Cresce peso de dívidas na renda das famílias

Combinação de juros altos e aumentos menores de salários são explicações

iG Minas Gerais |

Pé atrás. Procura pelo financiamento para a compra de bens duráveis deve ser menor no país
CHARLES SILVA DUARTE/O TEMPO
Pé atrás. Procura pelo financiamento para a compra de bens duráveis deve ser menor no país

SÃO PAULO. A combinação entre elevação da taxa de juros, expansão mais moderada dos prazos de empréstimos e aumentos menores dos salários fará com que a parcela da renda das famílias comprometida com encargos de dívidas suba para nível considerado recorde. Essa tendência deve frear ainda mais a expansão do consumo das famílias brasileiras, que já vem perdendo ritmo. A projeção foi feita pelo banco Credit Suisse.

“A taxa básica de juros está subindo e o aumento da renda disponível é o menor em muitos anos”, revela o economista-chefe do Credit Suisse.

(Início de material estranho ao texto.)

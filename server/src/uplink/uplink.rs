use std::{collections::VecDeque, sync::Arc};

use log::trace;

use weft_shared::{Envelope, Identity, Value};

use crate::{
    sink::{EnvelopeSink, SinkError},
    UplinkConfig, UplinkError,
};

/// Lifecycle of one uplink.
#[derive(Clone, Copy, Debug, PartialEq, Eq)]
pub enum UplinkPhase {
    /// Streaming incremental events.
    Linked,
    /// Mid-replay; concurrent mutations buffer until the replay completes.
    Syncing,
    /// Dropped for exceeding its backlog or losing its transport.
    Failed,
    Closed,
}

/// Progress of one resumable Sync replay turn.
#[derive(Clone, Copy, Debug, PartialEq, Eq)]
pub enum SyncProgress {
    /// Replay has more snapshot entries; schedule another turn.
    More,
    /// Synced has been emitted and buffered mutations flushed.
    Done,
}

/// One subscriber's view of a lane, owned by the lane.
///
/// Envelopes flow through the subscriber's transport sink; `Busy` sinks
/// queue into a bounded local backlog so one slow subscriber never blocks
/// delivery to the others. Exceeding the backlog fails this uplink only.
pub struct Uplink {
    identity: Identity,
    node_uri: String,
    lane_uri: String,
    sink: Arc<dyn EnvelopeSink>,
    config: UplinkConfig,
    phase: UplinkPhase,
    backlog: VecDeque<Envelope>,
    replay: Option<VecDeque<Value>>,
    pending: VecDeque<Value>,
}

impl Uplink {
    pub fn new(
        identity: Identity,
        node_uri: impl Into<String>,
        lane_uri: impl Into<String>,
        sink: Arc<dyn EnvelopeSink>,
        config: UplinkConfig,
    ) -> Self {
        Self {
            identity,
            node_uri: node_uri.into(),
            lane_uri: lane_uri.into(),
            sink,
            config,
            phase: UplinkPhase::Linked,
            backlog: VecDeque::new(),
            replay: None,
            pending: VecDeque::new(),
        }
    }

    pub fn identity(&self) -> &Identity {
        &self.identity
    }

    pub fn phase(&self) -> UplinkPhase {
        self.phase
    }

    pub fn is_failed(&self) -> bool {
        self.phase == UplinkPhase::Failed
    }

    pub fn backlog_len(&self) -> usize {
        self.backlog.len()
    }

    /// Acknowledges a Link. Also used to re-ack an idempotent re-Link.
    pub fn send_linked(&mut self) -> Result<(), UplinkError> {
        let envelope = Envelope::linked(self.node_uri.clone(), self.lane_uri.clone());
        self.emit(envelope)
    }

    /// Starts a replay over `snapshot`, the event bodies for every entry in
    /// the lane's state at the moment the Sync arrived.
    pub fn begin_sync(&mut self, snapshot: Vec<Value>) {
        self.replay = Some(snapshot.into());
        self.phase = UplinkPhase::Syncing;
    }

    /// Emits up to one batch of replay events. Once the snapshot is
    /// exhausted: emits Synced, flushes mutations buffered during the
    /// replay, and returns to the linked phase.
    pub fn continue_sync(&mut self) -> Result<SyncProgress, UplinkError> {
        let Some(replay) = &mut self.replay else {
            return Ok(SyncProgress::Done);
        };
        let mut batch = Vec::new();
        for _ in 0..self.config.sync_batch.max(1) {
            match replay.pop_front() {
                Some(body) => batch.push(body),
                None => break,
            }
        }
        let finished = replay.is_empty();
        for body in batch {
            let envelope = Envelope::event(self.node_uri.clone(), self.lane_uri.clone(), body);
            self.emit(envelope)?;
        }
        if !finished {
            return Ok(SyncProgress::More);
        }
        self.replay = None;
        let synced = Envelope::synced(self.node_uri.clone(), self.lane_uri.clone());
        self.emit(synced)?;
        while let Some(body) = self.pending.pop_front() {
            let envelope = Envelope::event(self.node_uri.clone(), self.lane_uri.clone(), body);
            self.emit(envelope)?;
        }
        self.phase = UplinkPhase::Linked;
        Ok(SyncProgress::Done)
    }

    /// Delivers one lane mutation to this subscriber. Mid-replay mutations
    /// buffer so the subscriber sees a clean snapshot followed by a
    /// consistent tail, never an interleaving.
    pub fn push_event(&mut self, body: Value) -> Result<(), UplinkError> {
        match self.phase {
            UplinkPhase::Syncing => {
                if self.pending.len() >= self.config.backlog_cap {
                    self.phase = UplinkPhase::Failed;
                    return Err(self.overflow());
                }
                self.pending.push_back(body);
                Ok(())
            }
            UplinkPhase::Linked => {
                let envelope = Envelope::event(self.node_uri.clone(), self.lane_uri.clone(), body);
                self.emit(envelope)
            }
            UplinkPhase::Failed | UplinkPhase::Closed => Ok(()),
        }
    }

    /// Retries the queued backlog after the transport reports writable.
    pub fn drain(&mut self) -> Result<(), UplinkError> {
        while let Some(front) = self.backlog.front() {
            match self.sink.send(front) {
                Ok(()) => {
                    self.backlog.pop_front();
                }
                Err(SinkError::Busy) => return Ok(()),
                Err(SinkError::Closed) => {
                    self.phase = UplinkPhase::Failed;
                    return Err(UplinkError::TransportClosed {
                        identity: self.identity.uri().to_string(),
                    });
                }
            }
        }
        Ok(())
    }

    /// Deregistration: emits Unlinked while the transport is still writable,
    /// then discards all queued work. Idempotent.
    pub fn close(&mut self, reason: Option<Value>) {
        if self.phase == UplinkPhase::Closed {
            return;
        }
        if self.sink.is_writable() {
            let unlinked =
                Envelope::unlinked(self.node_uri.clone(), self.lane_uri.clone(), reason);
            if self.sink.send(&unlinked).is_err() {
                trace!("unlinked for {} lost with its transport", self.identity.uri());
            }
        }
        self.phase = UplinkPhase::Closed;
        self.backlog.clear();
        self.replay = None;
        self.pending.clear();
    }

    fn emit(&mut self, envelope: Envelope) -> Result<(), UplinkError> {
        if matches!(self.phase, UplinkPhase::Failed | UplinkPhase::Closed) {
            return Ok(());
        }
        if !self.backlog.is_empty() {
            // Preserve FIFO order behind what is already queued.
            return self.queue(envelope);
        }
        match self.sink.send(&envelope) {
            Ok(()) => Ok(()),
            Err(SinkError::Busy) => self.queue(envelope),
            Err(SinkError::Closed) => {
                self.phase = UplinkPhase::Failed;
                Err(UplinkError::TransportClosed {
                    identity: self.identity.uri().to_string(),
                })
            }
        }
    }

    fn queue(&mut self, envelope: Envelope) -> Result<(), UplinkError> {
        if self.backlog.len() >= self.config.backlog_cap {
            self.phase = UplinkPhase::Failed;
            return Err(self.overflow());
        }
        self.backlog.push_back(envelope);
        Ok(())
    }

    fn overflow(&self) -> UplinkError {
        UplinkError::BacklogOverflow {
            identity: self.identity.uri().to_string(),
            capacity: self.config.backlog_cap,
        }
    }
}

#[cfg(test)]
mod tests {
    use super::{SyncProgress, Uplink, UplinkPhase};
    use crate::{
        sink::{EnvelopeSink, SinkError},
        UplinkConfig, UplinkError,
    };
    use std::sync::{Arc, Mutex};
    use weft_shared::{Envelope, EnvelopeTag, Identity, Value};

    struct SwitchSink {
        busy: Mutex<bool>,
        sent: Mutex<Vec<Envelope>>,
    }

    impl SwitchSink {
        fn new() -> Arc<Self> {
            Arc::new(Self {
                busy: Mutex::new(false),
                sent: Mutex::new(Vec::new()),
            })
        }

        fn set_busy(&self, busy: bool) {
            *self.busy.lock().unwrap() = busy;
        }

        fn tags(&self) -> Vec<EnvelopeTag> {
            self.sent.lock().unwrap().iter().map(|e| e.tag()).collect()
        }
    }

    impl EnvelopeSink for SwitchSink {
        fn send(&self, envelope: &Envelope) -> Result<(), SinkError> {
            if *self.busy.lock().unwrap() {
                return Err(SinkError::Busy);
            }
            self.sent.lock().unwrap().push(envelope.clone());
            Ok(())
        }

        fn is_writable(&self) -> bool {
            true
        }
    }

    fn uplink(sink: &Arc<SwitchSink>, cap: usize) -> Uplink {
        Uplink::new(
            Identity::anonymous("warp://peer"),
            "/node/1",
            "values",
            sink.clone(),
            UplinkConfig {
                backlog_cap: cap,
                sync_batch: 2,
            },
        )
    }

    #[test]
    fn busy_sink_queues_then_drains_in_order() {
        let sink = SwitchSink::new();
        let mut uplink = uplink(&sink, 4);

        sink.set_busy(true);
        uplink.push_event(Value::Int(1)).unwrap();
        uplink.push_event(Value::Int(2)).unwrap();
        assert_eq!(uplink.backlog_len(), 2);

        sink.set_busy(false);
        uplink.drain().unwrap();
        assert_eq!(uplink.backlog_len(), 0);
        let bodies: Vec<Option<Value>> = sink
            .sent
            .lock()
            .unwrap()
            .iter()
            .map(|e| e.body().cloned())
            .collect();
        assert_eq!(bodies, vec![Some(Value::Int(1)), Some(Value::Int(2))]);
    }

    #[test]
    fn backlog_overflow_fails_the_uplink() {
        let sink = SwitchSink::new();
        let mut uplink = uplink(&sink, 1);

        sink.set_busy(true);
        uplink.push_event(Value::Int(1)).unwrap();
        let error = uplink.push_event(Value::Int(2)).unwrap_err();
        assert_eq!(
            error,
            UplinkError::BacklogOverflow {
                identity: "warp://peer".to_string(),
                capacity: 1
            }
        );
        assert_eq!(uplink.phase(), UplinkPhase::Failed);

        // A failed uplink swallows further events instead of erroring again.
        uplink.push_event(Value::Int(3)).unwrap();
    }

    #[test]
    fn replay_batches_and_flushes_buffered_mutations_after_synced() {
        let sink = SwitchSink::new();
        let mut uplink = uplink(&sink, 8);

        uplink.begin_sync(vec![Value::Int(1), Value::Int(2), Value::Int(3)]);
        assert_eq!(uplink.phase(), UplinkPhase::Syncing);

        // Mutation arrives mid-replay; it must trail the snapshot.
        uplink.push_event(Value::Int(9)).unwrap();

        assert_eq!(uplink.continue_sync().unwrap(), SyncProgress::More);
        assert_eq!(uplink.continue_sync().unwrap(), SyncProgress::Done);
        assert_eq!(uplink.phase(), UplinkPhase::Linked);

        assert_eq!(
            sink.tags(),
            vec![
                EnvelopeTag::Event,
                EnvelopeTag::Event,
                EnvelopeTag::Event,
                EnvelopeTag::Synced,
                EnvelopeTag::Event
            ]
        );
        let last = sink.sent.lock().unwrap().last().cloned().unwrap();
        assert_eq!(last.body(), Some(&Value::Int(9)));
    }

    #[test]
    fn close_emits_unlinked_once() {
        let sink = SwitchSink::new();
        let mut uplink = uplink(&sink, 4);
        uplink.close(Some(Value::text("going away")));
        uplink.close(None);

        assert_eq!(sink.tags(), vec![EnvelopeTag::Unlinked]);
        assert_eq!(uplink.phase(), UplinkPhase::Closed);
    }
}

O banco estima que a fatia destinada a pagamento de juros e amortizações – que já vem subindo – salte de 21,9% em fevereiro deste ano para 23% já no fim de 2014 e siga em uma trajetória ascendente até alcançar 23,7% em dezembro de 2015. Até agora, o percentual mais alto já registrado no Brasil foi de 23% em janeiro de 2012.

Apesar do ciclo de alta da taxa básica de juros – a chamada Selic – a partir de abril de 2013, a fatia de renda disponível das famílias atrelada a pagamento de encargos de dívidas havia recuado entre o fim de 2012 e de 2013.

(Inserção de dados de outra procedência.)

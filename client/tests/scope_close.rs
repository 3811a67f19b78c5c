/// Scope exhaustiveness: after close(), every link ever registered against
/// the scope has been closed down exactly once, including links racing the
/// close from other threads.
use std::{
    sync::{
        atomic::{AtomicUsize, Ordering},
        Arc, Mutex,
    },
    thread,
};

use weft_client::{LinkScope, ScopeError};
use weft_shared::LinkHandle;

struct CountingLink {
    closes: AtomicUsize,
}

impl CountingLink {
    fn new() -> Arc<Self> {
        Arc::new(Self {
            closes: AtomicUsize::new(0),
        })
    }

    fn close_count(&self) -> usize {
        self.closes.load(Ordering::SeqCst)
    }
}

impl LinkHandle for CountingLink {
    fn close_down(&self) {
        self.closes.fetch_add(1, Ordering::SeqCst);
    }

    fn is_closed(&self) -> bool {
        self.close_count() > 0
    }
}

#[test]
fn close_closes_each_member_exactly_once() {
    let scope = LinkScope::new();
    let links: Vec<Arc<CountingLink>> = (0..5).map(|_| CountingLink::new()).collect();
    for link in &links {
        scope.register(link.clone()).unwrap();
    }
    assert_eq!(scope.len(), 5);

    scope.close();
    scope.close();

    assert!(scope.is_closed());
    assert!(scope.is_empty());
    for link in &links {
        assert_eq!(link.close_count(), 1);
    }
}

#[test]
fn unregistered_links_are_not_closed() {
    let scope = LinkScope::new();
    let kept = CountingLink::new();
    let released = CountingLink::new();
    scope.register(kept.clone()).unwrap();
    let key = scope.register(released.clone()).unwrap();

    assert!(scope.unregister(key).is_some());
    scope.close();

    assert_eq!(kept.close_count(), 1);
    assert_eq!(released.close_count(), 0);
}

#[test]
fn register_after_close_closes_immediately() {
    let scope = LinkScope::new();
    scope.close();

    let late = CountingLink::new();
    let result = scope.register(late.clone());
    assert_eq!(result, Err(ScopeError::Closed));
    assert_eq!(late.close_count(), 1);
}

#[test]
fn concurrent_registration_racing_close_is_exhaustive() {
    let scope = LinkScope::new();
    let all_links = Arc::new(Mutex::new(Vec::new()));

    let mut workers = Vec::new();
    for _ in 0..8 {
        let scope = scope.clone();
        let all_links = all_links.clone();
        workers.push(thread::spawn(move || {
            for _ in 0..50 {
                let link = CountingLink::new();
                all_links.lock().unwrap().push(link.clone());
                // Either the scope takes ownership and closes it during the
                // sweep, or the registration observes the closed flag and
                // closes it on this thread.
                let _ = scope.register(link);
            }
        }));
    }

    scope.close();
    for worker in workers {
        worker.join().unwrap();
    }

    for link in all_links.lock().unwrap().iter() {
        assert_eq!(link.close_count(), 1);
    }
}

Impacto dos juros. Segundo o Credit Suisse, a redução dos juros por parte dos bancos públicos em linhas como operações de crédito rotativo do cartão de crédito ajuda a explicar a queda.

Outro fator foi a desaceleração na oferta de financiamentos para a compra de veículos na esteira do esforço dos bancos privados para limpar as suas carteiras de créditos inadimplentes.

No entanto, o impacto do aumento da taxa Selic sobre as taxas de financiamentos bancários já vem sendo sentido e aumentará ainda mais, aponta o estudo do banco.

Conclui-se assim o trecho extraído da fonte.